As populações de aves comuns associadas aos meios agrícolas continuam em queda em Portugal Continental desde 2004, evidenciando uma perda persistente de biodiversidade nestes habitats. A conclusão consta do mais recente relatório do Censo de Aves Comuns da SPEA – Sociedade Portuguesa para o Estudo das Aves, que analisa dados recolhidos entre 2004 e 2025.
De acordo com o estudo, que abrange também a Madeira e os Açores, o indicador das aves agrícolas mantém uma tendência negativa ao longo dos últimos 22 anos, contrastando com a evolução positiva registada nos meios florestais e, pela primeira vez, também nos meios urbanos.
O relatório baseia-se na análise de 64 espécies de aves comuns, distribuídas por diferentes habitats: 23 associadas a meios agrícolas, 20 a zonas florestais e 25 a ambientes urbanos. No conjunto, o indicador global revela igualmente uma tendência negativa.
Espécies em declínio preocupam especialistas
Entre as espécies dos meios agrícolas, cerca de 43% apresentam declínios moderados, com destaque para a andorinha-das-chaminés, o mocho-galego e o abelharuco. Também o peneireiro, o cartaxo e o pardal registam reduções populacionais.
Nos meios florestais, apesar da tendência global positiva, há espécies em regressão, como o picanço-barreteiro, o cuco e a rola-brava. Outras, como a cotovia-dos-bosques e o chapim-real, também apresentam evolução negativa.
O relatório identifica ainda declínios acentuados em espécies como a laverca e a águia-caçadeira, enquanto a perdiz-comum, o chasco-ruivo e o rouxinol-grande-dos-caniços evidenciam tendências negativas.
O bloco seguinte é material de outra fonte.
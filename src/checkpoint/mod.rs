//! Checkpoint store: one resumable snapshot of a research run.
//!
//! Snapshots are written as a single row upsert, so a save either replaces the
//! previous snapshot entirely or leaves it untouched. Saves are serialized and
//! the snapshot is built while holding the write lock, which keeps a slow
//! writer from replacing a newer snapshot with an older one.

use chrono::{DateTime, Utc};
use serde::{Deserialize, Serialize};
use tokio::sync::Mutex;
use tracing::{info, warn};

use crate::error::StorageResult;
use crate::research::{Fact, Plan};
use crate::storage::{SqliteStorage, Storage, StoredCheckpoint};

/// Format version written with every snapshot.
pub const CHECKPOINT_VERSION: &str = "1.0";

/// Everything needed to resume a run.
#[derive(Debug, Clone, PartialEq, Serialize, Deserialize)]
pub struct CheckpointState {
    pub user_prompt: String,
    pub plan: Plan,
    /// Last step number reached; 0 right after planning.
    pub current_step: u32,
    /// Step numbers that finished their convergence loop.
    pub completed_steps: Vec<u32>,
    pub all_facts: Vec<Fact>,
    /// Sorted for a stable on-disk form.
    pub scraped_urls: Vec<String>,
    pub timestamp: DateTime<Utc>,
}

impl CheckpointState {
    /// Create a snapshot stamped with the current time
    pub fn new(user_prompt: impl Into<String>, plan: Plan) -> Self {
        Self {
            user_prompt: user_prompt.into(),
            plan,
            current_step: 0,
            completed_steps: Vec::new(),
            all_facts: Vec::new(),
            scraped_urls: Vec::new(),
            timestamp: Utc::now(),
        }
    }
}

/// Human-readable view of a stored checkpoint
#[derive(Debug, Clone, Serialize)]
pub struct CheckpointSummary {
    pub prompt_preview: String,
    pub timestamp: DateTime<Utc>,
    pub current_step: u32,
    pub completed_steps: Vec<u32>,
    pub fact_count: usize,
    pub url_count: usize,
    pub version: String,
}

impl std::fmt::Display for CheckpointSummary {
    fn fmt(&self, f: &mut std::fmt::Formatter<'_>) -> std::fmt::Result {
        writeln!(f, "Prompt: {}", self.prompt_preview)?;
        writeln!(f, "Timestamp: {}", self.timestamp.to_rfc3339())?;
        writeln!(f, "Current Step: {}", self.current_step)?;
        writeln!(f, "Completed Steps: {:?}", self.completed_steps)?;
        writeln!(f, "Facts Collected: {}", self.fact_count)?;
        write!(f, "URLs Scraped: {}", self.url_count)
    }
}

/// Named checkpoint slot in SQLite
pub struct CheckpointStore {
    storage: SqliteStorage,
    name: String,
    write_lock: Mutex<()>,
}

impl CheckpointStore {
    /// Create a store for the checkpoint called `name`
    pub fn new(storage: SqliteStorage, name: impl Into<String>) -> Self {
        Self {
            storage,
            name: name.into(),
            write_lock: Mutex::new(()),
        }
    }

    /// Checkpoint name
    pub fn name(&self) -> &str {
        &self.name
    }

    /// Persist `state`, replacing any previous snapshot.
    pub async fn save(&self, state: &CheckpointState) -> StorageResult<()> {
        let _guard = self.write_lock.lock().await;
        self.write(state).await
    }

    /// Build the snapshot under the write lock, then persist it.
    pub async fn save_with<F>(&self, build: F) -> StorageResult<CheckpointState>
    where
        F: FnOnce() -> CheckpointState,
    {
        let _guard = self.write_lock.lock().await;
        let state = build();
        self.write(&state).await?;
        Ok(state)
    }

    async fn write(&self, state: &CheckpointState) -> StorageResult<()> {
        let payload = serde_json::to_value(state)?;
        let checkpoint = StoredCheckpoint::new(&self.name, CHECKPOINT_VERSION, payload);
        self.storage.upsert_checkpoint(&checkpoint).await?;

        info!(
            checkpoint = %self.name,
            step = state.current_step,
            facts = state.all_facts.len(),
            urls = state.scraped_urls.len(),
            "Checkpoint saved"
        );
        Ok(())
    }

    /// Last saved snapshot, if any.
    ///
    /// An unreadable snapshot is logged and treated as absent.
    pub async fn load(&self) -> StorageResult<Option<CheckpointState>> {
        let Some(stored) = self.storage.get_checkpoint(&self.name).await? else {
            return Ok(None);
        };

        if stored.version != CHECKPOINT_VERSION {
            warn!(
                checkpoint = %self.name,
                version = %stored.version,
                expected = CHECKPOINT_VERSION,
                "Checkpoint version differs, attempting to load anyway"
            );
        }

        match serde_json::from_value::<CheckpointState>(stored.payload) {
            Ok(state) => {
                info!(
                    checkpoint = %self.name,
                    saved_at = %stored.saved_at.to_rfc3339(),
                    "Checkpoint found"
                );
                Ok(Some(state))
            }
            Err(e) => {
                warn!(checkpoint = %self.name, error = %e, "Unreadable checkpoint ignored");
                Ok(None)
            }
        }
    }

    /// Remove the snapshot. Returns whether one existed.
    pub async fn clear(&self) -> StorageResult<bool> {
        let _guard = self.write_lock.lock().await;
        let removed = self.storage.delete_checkpoint(&self.name).await?;
        if removed {
            info!(checkpoint = %self.name, "Checkpoint cleared");
        }
        Ok(removed)
    }

    /// Whether a snapshot is stored.
    pub async fn exists(&self) -> StorageResult<bool> {
        Ok(self.storage.get_checkpoint(&self.name).await?.is_some())
    }

    /// Summary of the stored snapshot, if any.
    pub async fn summary(&self) -> StorageResult<Option<CheckpointSummary>> {
        let Some(stored) = self.storage.get_checkpoint(&self.name).await? else {
            return Ok(None);
        };
        let version = stored.version.clone();
        let Ok(state) = serde_json::from_value::<CheckpointState>(stored.payload) else {
            return Ok(None);
        };

        Ok(Some(CheckpointSummary {
            prompt_preview: preview(&state.user_prompt, 100),
            timestamp: state.timestamp,
            current_step: state.current_step,
            completed_steps: state.completed_steps,
            fact_count: state.all_facts.len(),
            url_count: state.scraped_urls.len(),
            version,
        }))
    }
}

/// First `max_chars` characters, with an ellipsis when cut.
pub(crate) fn preview(text: &str, max_chars: usize) -> String {
    if text.chars().count() <= max_chars {
        return text.to_string();
    }
    let cut: String = text.chars().take(max_chars).collect();
    format!("{}...", cut)
}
Segundo Hany Alonso, coordenador nacional do Censo de Aves Comuns, os dados deixam “um alerta claro” para a pressão sobre a biodiversidade nos meios agrícolas, sublinhando a importância de manter séries de dados de longo prazo para orientar medidas de conservação eficazes.
Mais participação reforça monitorização
Em 2025, o censo registou um aumento significativo da participação, com 52 quadrículas monitorizadas em Portugal Continental — mais de 40% face a anos anteriores — e um total de 1040 pontos de escuta.
Desde 2004, já foram recolhidos dados em 179 quadrículas, sendo que várias áreas contam com séries de monitorização superiores a uma década, fundamentais para compreender a evolução das populações de aves.
O trabalho assenta no contributo de voluntários, que realizam observações no terreno durante a primavera, permitindo também integrar os dados no Esquema Pan-Europeu de Monitorização de Aves Comuns.
Resultados distintos nas ilhas
Nos Açores, o censo de 2025 abrangeu as nove ilhas, com destaque para o aumento da rola-turca e para as tendências negativas da toutinegra-dos-Açores e do milhafre.
Já na Madeira, foram monitorizadas cinco quadrículas, com a SPEA a apontar a necessidade de reforçar a participação para obter dados mais robustos.
A organização destaca a importância de garantir financiamento estável, reforçar a formação e apoiar os voluntários, de forma a assegurar a continuidade deste trabalho essencial para a proteção da biodiversidade em Portugal.